The U.S. Congress has a big to-do item that could impact holiday spending: tax reform
Depending on whose analysis you believe, tax reform will either stick it to the middle class or save it. That’s assuming Congress can actually pass anything anyway. Whatever your politics, if Congress does pass tax reform before their own deadline November 13, 2017, then no matter what form it takes consumers might breathe easier – and that might translate into even more confidence for the holiday season.
Consumer confidence is already very high
According to the Consumer Confidence Index, consumer confidence in September increased to its highest level in almost 17 years, up 5.3 points to 125.9. There are lots of things that could disrupt that confidence, but if it’s coupled with a perception that there will be tax relief waiting for consumers in April, this could very much translate into looser purse strings for the holidays.
Strong personal income growth is expected
Personal income growth has been an area that economists have been watching closely. Deloitte in its analysis reported that personal income grew 2% over the 2016 holiday season, and they expect it to grow 3.8-4.2% over the 2017 holiday season. Unemployment has been low enough long enough that some wage pressure is generally expected – but it still hasn’t shown up yet. The last reported figure is from August 2017, when personal income grew 0.4% month over month. A collection of forecasts doesn’t seem to have the same confidence that Deloitte does.
Consumers are not expected to plow those wage increases into savings
From TradingEconomics.com, reporting on U.S. Bureau of Economic Analysis: the personal savings rate was 3.1% in September, but while that has been relatively consistent since June, it is down from a peak this year of 5.5% in May, and down significantly from 11% reported at the end of 2012. With savings rates so low, if consumers do get a raise over the holiday season, it could go one of two ways: people decide to plow the extra money into savings to make up for past shortfalls, or people decide to play on at the current rate. In 2012, the savings rate spiked in December.
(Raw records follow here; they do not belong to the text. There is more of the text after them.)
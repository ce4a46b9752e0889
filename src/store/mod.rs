//! Persistence interfaces for accounts and password reset tokens.
//!
//! The service only talks to these traits; `postgres` holds the sqlx
//! implementations and `memory` an in-process one for tests and local runs.

pub mod memory;
pub mod postgres;

pub use memory::{MemoryResetTokenStore, MemoryUserStore};
pub use postgres::{run_migrations, PgResetTokenStore, PgUserStore};

use crate::error::AuthError;
use crate::models::{PasswordResetToken, User};

use async_trait::async_trait;

/// Accounts keyed by email
#[async_trait]
pub trait UserStore: Send + Sync {
    async fn find_by_email(&self, email: &str) -> Result<Option<User>, AuthError>;

    /// Insert a new account. Fails with `EmailExists` when the email is taken.
    async fn insert(&self, user: &User) -> Result<(), AuthError>;

    /// Replace the stored password hash. Fails with `UserNotFound` if the
    /// account vanished.
    async fn update_password(&self, email: &str, password_hash: &str) -> Result<(), AuthError>;
}

/// Reset tokens keyed by token string and by owner email
#[async_trait]
pub trait ResetTokenStore: Send + Sync {
    async fn find_by_token(&self, token: &str) -> Result<Option<PasswordResetToken>, AuthError>;

    async fn insert(&self, token: &PasswordResetToken) -> Result<(), AuthError>;

    async fn delete(&self, id: uuid::Uuid) -> Result<(), AuthError>;

    /// Remove every token owned by `email`, returning how many were removed
    async fn delete_by_email(&self, email: &str) -> Result<u64, AuthError>;
}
The labor market stays strong
The NRF has found that retailers are planning fewer overall temporary holiday hires. But that doesn’t seem to have much impact on the overall unemployment rate, which is forecasted to stay low throughout the holiday season, even dipping again in December. Even with reduced hiring expectations from retailers, there seem to be a lot of Help Wanted signs out there, which is part of why economists expect wages to rise.
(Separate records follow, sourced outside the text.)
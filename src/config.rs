// splitpay/src/config.rs
// Environment-sourced configuration, read once at startup and injected into each adapter

use secrecy::SecretString;
use std::collections::HashMap;

use crate::error::{Result, SplitError};

const MARKETPLACE_API_URL: &str = "https://api.mercadopago.com";
const DIRECT_PIX_SANDBOX_URL: &str = "https://pix-h.api.efipay.com.br";
const DIRECT_PIX_PRODUCTION_URL: &str = "https://pix.api.efipay.com.br";

// ═══════════════════════════════════════════════════════════════════════════════
// GATEWAY SECTIONS
// ═══════════════════════════════════════════════════════════════════════════════

#[derive(Clone, Debug)]
pub struct MarketplaceConfig {
    /// Platform-level OAuth application id
    pub client_id: String,
    pub client_secret: SecretString,
    /// Platform access token used to re-fetch payments announced by webhooks
    pub access_token: SecretString,
    pub webhook_secret: Option<SecretString>,
    pub api_url: String,
}

#[derive(Clone, Debug)]
pub struct DirectPixConfig {
    pub client_id: String,
    pub client_secret: SecretString,
    /// Base64 PKCS#12 bundle holding the mTLS client certificate
    pub certificate_base64: SecretString,
    pub certificate_password: SecretString,
    /// Platform receiving key, also the charge's `chave`
    pub pix_key: String,
    pub account_id: String,
    pub webhook_secret: Option<SecretString>,
    pub sandbox: bool,
    pub api_url: String,
    pub charge_expiration_secs: u32,
}

impl DirectPixConfig {
    pub fn environment(&self) -> &'static str {
        if self.sandbox {
            "sandbox"
        } else {
            "production"
        }
    }
}

#[derive(Clone, Debug)]
pub struct CheckoutUrls {
    pub success: String,
    pub failure: String,
    pub pending: String,
}

#[derive(Clone, Debug)]
pub struct AppConfig {
    pub port: u16,
    /// Externally reachable base, used for `notification_url`s
    pub public_base_url: String,
    pub checkout_urls: CheckoutUrls,
    pub redis_url: Option<String>,
    pub token_encryption_key: Option<SecretString>,
    pub seed_file: Option<String>,
    pub marketplace: Option<MarketplaceConfig>,
    pub direct_pix: Option<DirectPixConfig>,
}

impl AppConfig {
    pub fn from_env() -> Result<Self> {
        Self::from_vars(std::env::vars().collect())
    }

    /// A gateway with none of its variables set is disabled; one with only
    /// some of them set is a configuration error.
    pub fn from_vars(vars: HashMap<String, String>) -> Result<Self> {
        let env = Env { vars };

        let public_base_url = env
            .get("PUBLIC_BASE_URL")
            .unwrap_or_else(|| "http://localhost:3000".to_string())
            .trim_end_matches('/')
            .to_string();

        let port = match env.get("PORT") {
            Some(raw) => raw
                .parse()
                .map_err(|_| SplitError::Configuration(format!("PORT is not a valid port: {}", raw)))?,
            None => 3000,
        };

        let checkout_urls = CheckoutUrls {
            success: env
                .get("CHECKOUT_SUCCESS_URL")
                .unwrap_or_else(|| format!("{}/success", public_base_url)),
            failure: env
                .get("CHECKOUT_FAILURE_URL")
                .unwrap_or_else(|| format!("{}/failure", public_base_url)),
            pending: env
                .get("CHECKOUT_PENDING_URL")
                .unwrap_or_else(|| format!("{}/pending", public_base_url)),
        };

        Ok(Self {
            port,
            checkout_urls,
            redis_url: env.get("REDIS_URL"),
            token_encryption_key: env.get("TOKEN_ENCRYPTION_KEY").map(SecretString::from),
            seed_file: env.get("SEED_FILE"),
            marketplace: marketplace_section(&env)?,
            direct_pix: direct_pix_section(&env)?,
            public_base_url,
        })
    }
}

struct Env {
    vars: HashMap<String, String>,
}

impl Env {
    /// Blank values count as unset
    fn get(&self, key: &str) -> Option<String> {
        self.vars
            .get(key)
            .map(|value| value.trim().to_string())
            .filter(|value| !value.is_empty())
    }

    fn any_set(&self, keys: &[&str]) -> bool {
        keys.iter().any(|key| self.get(key).is_some())
    }

    fn require(&self, section: &str, key: &str) -> Result<String> {
        self.get(key).ok_or_else(|| {
            SplitError::Configuration(format!("{} configuration incomplete: {} is missing", section, key))
        })
    }
}

fn marketplace_section(env: &Env) -> Result<Option<MarketplaceConfig>> {
    const KEYS: [&str; 4] = ["MP_CLIENT_ID", "MP_APP_ID", "MP_CLIENT_SECRET", "MP_ACCESS_TOKEN"];
    if !env.any_set(&KEYS) {
        return Ok(None);
    }

    let client_id = match env.get("MP_CLIENT_ID") {
        Some(id) => id,
        None => env.require("Marketplace", "MP_APP_ID")?,
    };

    Ok(Some(MarketplaceConfig {
        client_id,
        client_secret: env.require("Marketplace", "MP_CLIENT_SECRET")?.into(),
        access_token: env.require("Marketplace", "MP_ACCESS_TOKEN")?.into(),
        webhook_secret: env.get("MP_WEBHOOK_SECRET").map(SecretString::from),
        api_url: env
            .get("MP_API_URL")
            .unwrap_or_else(|| MARKETPLACE_API_URL.to_string())
            .trim_end_matches('/')
            .to_string(),
    }))
}

fn direct_pix_section(env: &Env) -> Result<Option<DirectPixConfig>> {
    const KEYS: [&str; 5] = [
        "EFI_CLIENT_ID",
        "EFI_CLIENT_SECRET",
        "EFI_CERTIFICATE_BASE64",
        "EFI_PIX_KEY",
        "EFI_ACCOUNT_ID",
    ];
    if !env.any_set(&KEYS) {
        return Ok(None);
    }

    let sandbox = env
        .get("EFI_SANDBOX")
        .map(|value| value.eq_ignore_ascii_case("true"))
        .unwrap_or(false);
    let default_url = if sandbox {
        DIRECT_PIX_SANDBOX_URL
    } else {
        DIRECT_PIX_PRODUCTION_URL
    };

    let charge_expiration_secs = match env.get("EFI_CHARGE_EXPIRATION_SECS") {
        Some(raw) => raw.parse().map_err(|_| {
            SplitError::Configuration(format!("EFI_CHARGE_EXPIRATION_SECS is not a number: {}", raw))
        })?,
        None => 3600,
    };

    Ok(Some(DirectPixConfig {
        client_id: env.require("Direct PIX", "EFI_CLIENT_ID")?,
        client_secret: env.require("Direct PIX", "EFI_CLIENT_SECRET")?.into(),
        certificate_base64: env.require("Direct PIX", "EFI_CERTIFICATE_BASE64")?.into(),
        // an empty import password is legitimate, so read it raw
        certificate_password: env
            .vars
            .get("EFI_CERTIFICATE_PASSWORD")
            .cloned()
            .unwrap_or_default()
            .into(),
        pix_key: env.require("Direct PIX", "EFI_PIX_KEY")?,
        account_id: env.require("Direct PIX", "EFI_ACCOUNT_ID")?,
        webhook_secret: env.get("EFI_WEBHOOK_SECRET").map(SecretString::from),
        sandbox,
        api_url: env
            .get("EFI_API_URL")
            .unwrap_or_else(|| default_url.to_string())
            .trim_end_matches('/')
            .to_string(),
        charge_expiration_secs,
    }))
}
Retailers may have bought too much inventory
The only other variable here is retailers themselves. NRF reports a record number of imports this summer, which means record levels of inventory on shelves for holiday. If there is anything that spooks consumers, with that much inventory out there, retailers will undoubtedly succumb to panic-reaction sales and markdowns. This means that whether consumers buy or not, retailers themselves could adversely impact themselves through bad buying decisions, which ultimately impact the bottom line, no matter what happens to the top line.
Retailers are planning to spend more on holiday marketing
Speaking of the bottom line, 85% of retailers surveyed by RetailMeNot are planning on spending more on holiday marketing this year over last year. There is a lot of fear and uncertainty out there about what’s going to happen with online – and whether more spending will shift to mobile – and what all of that means for stores. As noted above, both retailers and consumers seem to expect to kick the holiday season off earlier. This means either that retailers will feel more confident coming into the critical 32 days between Thanksgiving and Christmas, or have a panic reaction if consumers’ early spending drags.
No one can predict the future. But they can make guesses. The guesses are in – now it’s time to watch what happens!
Nikki Baird is a managing partner at Retail Systems Research, a market intelligence firm focused on trends in retail.